Tackling Spatial Multiple Features AI/ML Problems in Geology with Hexagons

As Artificial Intelligence (AI) and Machine Learning (ML) methods evolve at an explosive pace, there is an increased need to handle geological data challenges if we wish to (continue to) ride the AI/ML wave. Most geological data is at its core geospatial data in different shapes and formats. A few examples are polygon-based geological maps, geophysical and remote sensing raster grids and a plethora of sample analyses with coordinate data. Applications of geological data are as varied as the Earth is vast. However, these differing geospatial data formats in geology significantly limit the interoperability of datasets in an analytical ML context. Multivariable analyses of geological data often involve extensive spatial interpolation and projection headaches. Consequently, we must first solve geospatial data challenges to fully tackle inter- and intradisciplinary geoscience problems with ML and AI predictions on multivariable cross-disciplinary geological data.

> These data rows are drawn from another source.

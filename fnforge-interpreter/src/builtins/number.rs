//! Number constructor, number methods and the numeric globals

use super::{arg, find, to_integer, Builtin};
use crate::error::{range_error, EvalResult};
use crate::interpreter::Interpreter;
use crate::value::{number_to_string, Value};

/// Largest integer that survives a round trip through f64
pub const MAX_SAFE_INTEGER: f64 = 9_007_199_254_740_991.0;

pub(super) const GLOBALS: &[Builtin] = &[
    ("parseInt", parse_int),
    ("parseFloat", parse_float),
    ("isNaN", is_nan_global),
    ("isFinite", is_finite_global),
];

const STATICS: &[Builtin] = &[
    ("isInteger", is_integer),
    ("isSafeInteger", is_safe_integer),
    ("isFinite", is_finite),
    ("isNaN", is_nan),
    ("parseInt", parse_int),
    ("parseFloat", parse_float),
];

const METHODS: &[Builtin] = &[
    ("toFixed", to_fixed),
    ("toPrecision", to_precision),
    ("toString", to_string),
    ("valueOf", value_of),
];

/// Method of a number value
pub fn method(name: &str) -> Option<Builtin> {
    find(METHODS, name)
}

/// The global `Number` function with its constants
pub fn constructor() -> Value {
    let value = super::with_statics("Number", number, STATICS);
    if let Value::Function(function) = &value {
        let mut properties = function.properties.borrow_mut();
        for (name, constant) in [
            ("MAX_SAFE_INTEGER", MAX_SAFE_INTEGER),
            ("MIN_SAFE_INTEGER", -MAX_SAFE_INTEGER),
            ("MAX_VALUE", f64::MAX),
            ("MIN_VALUE", 5e-324),
            ("EPSILON", f64::EPSILON),
            ("POSITIVE_INFINITY", f64::INFINITY),
            ("NEGATIVE_INFINITY", f64::NEG_INFINITY),
            ("NaN", f64::NAN),
        ] {
            properties.insert(name.to_string(), Value::Number(constant));
        }
    }
    value
}

fn number(_interp: &mut Interpreter, _this: &Value, args: &[Value]) -> EvalResult<Value> {
    Ok(Value::Number(args.first().map(Value::to_number).unwrap_or(0.0)))
}

fn is_integer(_interp: &mut Interpreter, _this: &Value, args: &[Value]) -> EvalResult<Value> {
    Ok(Value::Boolean(matches!(
        arg(args, 0),
        Value::Number(n) if n.is_finite() && n.fract() == 0.0
    )))
}

fn is_safe_integer(_interp: &mut Interpreter, _this: &Value, args: &[Value]) -> EvalResult<Value> {
    Ok(Value::Boolean(matches!(
        arg(args, 0),
        Value::Number(n) if n.is_finite() && n.fract() == 0.0 && n.abs() <= MAX_SAFE_INTEGER
    )))
}

fn is_finite(_interp: &mut Interpreter, _this: &Value, args: &[Value]) -> EvalResult<Value> {
    Ok(Value::Boolean(matches!(arg(args, 0), Value::Number(n) if n.is_finite())))
}

fn is_nan(_interp: &mut Interpreter, _this: &Value, args: &[Value]) -> EvalResult<Value> {
    Ok(Value::Boolean(matches!(arg(args, 0), Value::Number(n) if n.is_nan())))
}

fn is_finite_global(_interp: &mut Interpreter, _this: &Value, args: &[Value]) -> EvalResult<Value> {
    Ok(Value::Boolean(arg(args, 0).to_number().is_finite()))
}

fn is_nan_global(_interp: &mut Interpreter, _this: &Value, args: &[Value]) -> EvalResult<Value> {
    Ok(Value::Boolean(arg(args, 0).to_number().is_nan()))
}

fn parse_int(_interp: &mut Interpreter, _this: &Value, args: &[Value]) -> EvalResult<Value> {
    let text = arg(args, 0).to_js_string();
    let radix = match arg(args, 1) {
        Value::Undefined => 0,
        other => other.to_int32(),
    };
    Ok(Value::Number(parse_int_str(&text, radix)))
}

/// `parseInt`: the longest valid digit prefix in `radix`
pub fn parse_int_str(text: &str, radix: i32) -> f64 {
    let text = text.trim_start();
    let (sign, mut digits) = match text.strip_prefix('-') {
        Some(rest) => (-1.0, rest),
        None => (1.0, text.strip_prefix('+').unwrap_or(text)),
    };

    let mut radix = radix;
    if radix == 0 || radix == 16 {
        if let Some(rest) = digits
            .strip_prefix("0x")
            .or_else(|| digits.strip_prefix("0X"))
        {
            digits = rest;
            radix = 16;
        }
    }
    if radix == 0 {
        radix = 10;
    }
    if !(2..=36).contains(&radix) {
        return f64::NAN;
    }

    let mut result = 0.0;
    let mut any = false;
    for c in digits.chars() {
        match c.to_digit(radix as u32) {
            Some(d) => {
                result = result * f64::from(radix) + f64::from(d);
                any = true;
            }
            None => break,
        }
    }
    if any {
        sign * result
    } else {
        f64::NAN
    }
}

fn parse_float(_interp: &mut Interpreter, _this: &Value, args: &[Value]) -> EvalResult<Value> {
    let text = arg(args, 0).to_js_string();
    Ok(Value::Number(parse_float_str(&text)))
}

/// `parseFloat`: the longest prefix that reads as a decimal literal
pub fn parse_float_str(text: &str) -> f64 {
    let text = text.trim_start();
    let (sign, unsigned) = match text.strip_prefix('-') {
        Some(rest) => (-1.0, rest),
        None => (1.0, text.strip_prefix('+').unwrap_or(text)),
    };
    if unsigned.starts_with("Infinity") {
        return sign * f64::INFINITY;
    }

    let bytes = unsigned.as_bytes();
    let mut end = 0;
    let mut seen_digit = false;
    while end < bytes.len() && bytes[end].is_ascii_digit() {
        end += 1;
        seen_digit = true;
    }
    if end < bytes.len() && bytes[end] == b'.' {
        end += 1;
        while end < bytes.len() && bytes[end].is_ascii_digit() {
            end += 1;
            seen_digit = true;
        }
    }
    if !seen_digit {
        return f64::NAN;
    }
    if end < bytes.len() && (bytes[end] == b'e' || bytes[end] == b'E') {
        let mut exp_end = end + 1;
        if exp_end < bytes.len() && (bytes[exp_end] == b'+' || bytes[exp_end] == b'-') {
            exp_end += 1;
        }
        let digits_start = exp_end;
        while exp_end < bytes.len() && bytes[exp_end].is_ascii_digit() {
            exp_end += 1;
        }
        if exp_end > digits_start {
            end = exp_end;
        }
    }

    unsigned[..end]
        .parse::<f64>()
        .map(|v| sign * v)
        .unwrap_or(f64::NAN)
}

fn this_number(this: &Value) -> f64 {
    this.to_number()
}

fn value_of(_interp: &mut Interpreter, this: &Value, _args: &[Value]) -> EvalResult<Value> {
    Ok(Value::Number(this_number(this)))
}

fn to_fixed(_interp: &mut Interpreter, this: &Value, args: &[Value]) -> EvalResult<Value> {
    let n = this_number(this);
    let digits = to_integer(&arg(args, 0));
    if !(0.0..=100.0).contains(&digits) {
        return range_error("toFixed() digits argument must be between 0 and 100");
    }
    Ok(Value::from(format_fixed(n, digits as usize)))
}

/// `Number.prototype.toFixed`; exact ties round away from zero
pub fn format_fixed(n: f64, digits: usize) -> String {
    if !n.is_finite() || n.abs() >= 1e21 {
        return number_to_string(n);
    }

    let sign = if n < 0.0 { "-" } else { "" };
    let abs = n.abs();

    // every finite double has at most 1074 fractional decimal digits
    let exact = format!("{:.*}", digits + 1075, abs);
    let point = exact.find('.').unwrap_or(exact.len());
    let cut = if digits == 0 { point } else { point + 1 + digits };
    let rest = exact[cut..].trim_start_matches('.');

    let is_tie = rest.starts_with('5') && rest[1..].bytes().all(|b| b == b'0');
    if is_tie {
        return format!("{}{}", sign, increment_decimal(&exact[..cut]));
    }
    format!("{}{:.*}", sign, digits, abs)
}

/// Add one unit in the last place of a plain decimal string
fn increment_decimal(text: &str) -> String {
    let mut chars: Vec<char> = text.chars().collect();
    for c in chars.iter_mut().rev() {
        match c {
            '.' => continue,
            '9' => *c = '0',
            digit => {
                *digit = (*digit as u8 + 1) as char;
                return chars.into_iter().collect();
            }
        }
    }
    std::iter::once('1').chain(chars).collect()
}

fn to_precision(_interp: &mut Interpreter, this: &Value, args: &[Value]) -> EvalResult<Value> {
    let n = this_number(this);
    let precision = match arg(args, 0) {
        Value::Undefined => return Ok(Value::from(number_to_string(n))),
        other => to_integer(&other),
    };
    if !(1.0..=100.0).contains(&precision) {
        return range_error("toPrecision() argument must be between 1 and 100");
    }
    if !n.is_finite() {
        return Ok(Value::from(number_to_string(n)));
    }
    let precision = precision as usize;
    if n == 0.0 {
        return Ok(Value::from(format_fixed(0.0, precision - 1)));
    }

    let exponent = n.abs().log10().floor() as i32;
    if exponent < -6 || exponent >= precision as i32 {
        let formatted = format!("{:.*e}", precision - 1, n);
        return Ok(Value::from(match formatted.split_once('e') {
            Some((mantissa, exp)) if !exp.starts_with('-') => format!("{}e+{}", mantissa, exp),
            _ => formatted,
        }));
    }
    let decimals = (precision as i32 - 1 - exponent).max(0) as usize;
    Ok(Value::from(format_fixed(n, decimals)))
}

fn to_string(_interp: &mut Interpreter, this: &Value, args: &[Value]) -> EvalResult<Value> {
    let n = this_number(this);
    let radix = match arg(args, 0) {
        Value::Undefined => 10,
        other => to_integer(&other) as i64,
    };
    if !(2..=36).contains(&radix) {
        return range_error("toString() radix must be between 2 and 36");
    }
    if radix == 10 || !n.is_finite() {
        return Ok(Value::from(number_to_string(n)));
    }
    Ok(Value::from(format_radix(n, radix as u32)))
}

/// Render `n` in `radix`, with up to 20 fractional digits
pub fn format_radix(n: f64, radix: u32) -> String {
    let negative = n < 0.0;
    let abs = n.abs();
    let mut integer = abs.trunc();
    let mut fraction = abs - integer;

    let mut digits = Vec::new();
    if integer == 0.0 {
        digits.push('0');
    }
    while integer >= 1.0 {
        let d = (integer % f64::from(radix)) as u32;
        digits.push(std::char::from_digit(d, radix).unwrap_or('0'));
        integer = (integer / f64::from(radix)).trunc();
    }
    digits.reverse();

    let mut out: String = digits.into_iter().collect();
    if fraction > 0.0 {
        out.push('.');
        for _ in 0..20 {
            fraction *= f64::from(radix);
            let d = fraction.trunc() as u32;
            out.push(std::char::from_digit(d, radix).unwrap_or('0'));
            fraction -= fraction.trunc();
            if fraction == 0.0 {
                break;
            }
        }
    }

    if negative {
        format!("-{}", out)
    } else {
        out
    }
}

#[cfg(test)]
mod tests {
    use super::*;

    #[test]
    fn test_parse_int_str() {
        assert_eq!(parse_int_str("42px", 0), 42.0);
        assert_eq!(parse_int_str("  -17", 0), -17.0);
        assert_eq!(parse_int_str("0x1A", 0), 26.0);
        assert_eq!(parse_int_str("101", 2), 5.0);
        assert!(parse_int_str("abc", 10).is_nan());
        assert!(parse_int_str("5", 40).is_nan());
    }

    #[test]
    fn test_parse_float_str() {
        assert_eq!(parse_float_str("3.14abc"), 3.14);
        assert_eq!(parse_float_str(".5"), 0.5);
        assert_eq!(parse_float_str("1e3x"), 1000.0);
        assert_eq!(parse_float_str("2e"), 2.0);
        assert_eq!(parse_float_str("-Infinity"), f64::NEG_INFINITY);
        assert!(parse_float_str("x1").is_nan());
    }

    #[test]
    fn test_format_fixed() {
        assert_eq!(format_fixed(3.14159, 2), "3.14");
        assert_eq!(format_fixed(2.5, 0), "3");
        assert_eq!(format_fixed(0.125, 2), "0.13");
        assert_eq!(format_fixed(1.005, 2), "1.00");
        assert_eq!(format_fixed(-1.5, 0), "-2");
        assert_eq!(format_fixed(42.0, 3), "42.000");
        assert_eq!(format_fixed(0.05, 1), "0.1");
        assert_eq!(format_fixed(0.15, 1), "0.1");
        assert_eq!(format_fixed(9.5, 0), "10");
        assert_eq!(format_fixed(0.995, 2), "0.99");
    }

    #[test]
    fn test_format_radix() {
        assert_eq!(format_radix(255.0, 16), "ff");
        assert_eq!(format_radix(5.0, 2), "101");
        assert_eq!(format_radix(-8.0, 8), "-10");
        assert_eq!(format_radix(0.5, 2), "0.1");
    }
}
//! Cache keys must not depend on field insertion order

use fnforge_core::canonical::canonical_key;
use proptest::prelude::*;
use serde_json::{Map, Value};

fn object_from(pairs: &[(String, i64)]) -> Value {
    let mut map = Map::new();
    for (key, value) in pairs {
        map.insert(key.clone(), Value::from(*value));
    }
    Value::Object(map)
}

#[test]
fn test_struct_field_order_does_not_matter() {
    #[derive(serde::Serialize)]
    struct Forward<'a> {
        model: &'a str,
        messages: Vec<&'a str>,
    }

    #[derive(serde::Serialize)]
    struct Backward<'a> {
        messages: Vec<&'a str>,
        model: &'a str,
    }

    let forward = Forward {
        model: "gpt-4",
        messages: vec!["hello"],
    };
    let backward = Backward {
        messages: vec!["hello"],
        model: "gpt-4",
    };

    assert_eq!(canonical_key(&forward).unwrap(), canonical_key(&backward).unwrap());
}

proptest! {
    #[test]
    fn prop_insertion_order_independent(
        pairs in proptest::collection::btree_map("[a-z]{1,6}", any::<i64>(), 0..8)
    ) {
        let pairs: Vec<(String, i64)> = pairs.into_iter().collect();
        let mut reversed = pairs.clone();
        reversed.reverse();

        let nested_a = serde_json::json!({"outer": object_from(&pairs), "n": 1});
        let nested_b = serde_json::json!({"n": 1, "outer": object_from(&reversed)});

        prop_assert_eq!(canonical_key(&nested_a).unwrap(), canonical_key(&nested_b).unwrap());
    }
}
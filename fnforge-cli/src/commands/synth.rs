//! Synth command implementation

use anyhow::{Context, Result};
use fnforge_cache::{FileStore, MemoCache};
use fnforge_synth::{
    CachedOracle, OpenAiOracle, Oracle, SynthConfig, SynthError, SynthesisRequest, Synthesizer,
};
use std::path::Path;
use std::sync::Arc;
use tracing::info;

/// Read a request, apply CLI and config overrides
pub fn read_request(
    path: &Path,
    iterations: Option<u32>,
    config: &SynthConfig,
) -> Result<SynthesisRequest> {
    let text = std::fs::read_to_string(path)
        .with_context(|| format!("Failed to read request {}", path.display()))?;
    let raw: serde_json::Value = serde_json::from_str(&text)
        .with_context(|| format!("Invalid JSON in {}", path.display()))?;
    let has_iterations = raw.get("iterations").is_some();

    let mut request: SynthesisRequest = serde_json::from_value(raw)
        .with_context(|| format!("Invalid request in {}", path.display()))?;
    match iterations {
        Some(n) => request.iterations = n,
        None if !has_iterations => request.iterations = config.synthesis.iterations,
        None => {}
    }
    Ok(request)
}

pub async fn synthesize_file(
    path: &Path,
    iterations: Option<u32>,
    no_cache: bool,
    config: &SynthConfig,
) -> Result<()> {
    let request = read_request(path, iterations, config)?;
    let openai = OpenAiOracle::new(&config.oracle)?;

    let oracle: Arc<dyn Oracle> = if config.cache.enabled && !no_cache {
        let store = Arc::new(FileStore::new(&config.cache.dir));
        let cache = Arc::new(MemoCache::open(config.cache.namespace.clone(), store).await);
        info!(namespace = cache.namespace(), entries = cache.len(), "using response cache");
        Arc::new(CachedOracle::new(openai, cache))
    } else {
        Arc::new(openai)
    };

    let synthesizer = Synthesizer::new(oracle).with_options(config.interpreter.to_options());
    match synthesizer.synthesize(request).await {
        Ok(function) => {
            println!("{}", function.source());
            Ok(())
        }
        Err(SynthError::Exhausted {
            iterations,
            transcript,
        }) => {
            eprintln!("{}", transcript);
            anyhow::bail!("No valid function after {} iterations", iterations)
        }
        Err(e) => Err(e.into()),
    }
}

At our company, Scandinavian Highlands, we are building a platform and database structure to break down these geospatial format barriers using a hexagonal discrete global grid system called H3. The H3 grid represents all positions on Earth’s surface by hexagon (and 12 pentagon) cells at different levels of coarseness, ie. resolutions, down to 1 m² cell area. The resolutions are bound together by a systematic parent cell to children cells hierarchy. We process different types of geospatial geological data (raster and vector) to an H3 grid representation at the appropriate resolution for the given dataset. In doing this, we create a database structure where different geological data layers can be seamlessly merged into a single feature “stack” table for AI/ML purposes at either local, regional or global scales and across individual dataset resolutions. In this presentation, we demonstrate the hexagonal multiple feature stack concept in action, from simple grouped/filtered visualisation, regression and descriptive statistics to dimension reduction techniques (e.g. PCA and t-SNE), clustering and other supervised and unsupervised methods. Furthermore, all analysis results can be assessed spatially on the map, grounding them on the Earth’s surface and in real-life decision-making use cases.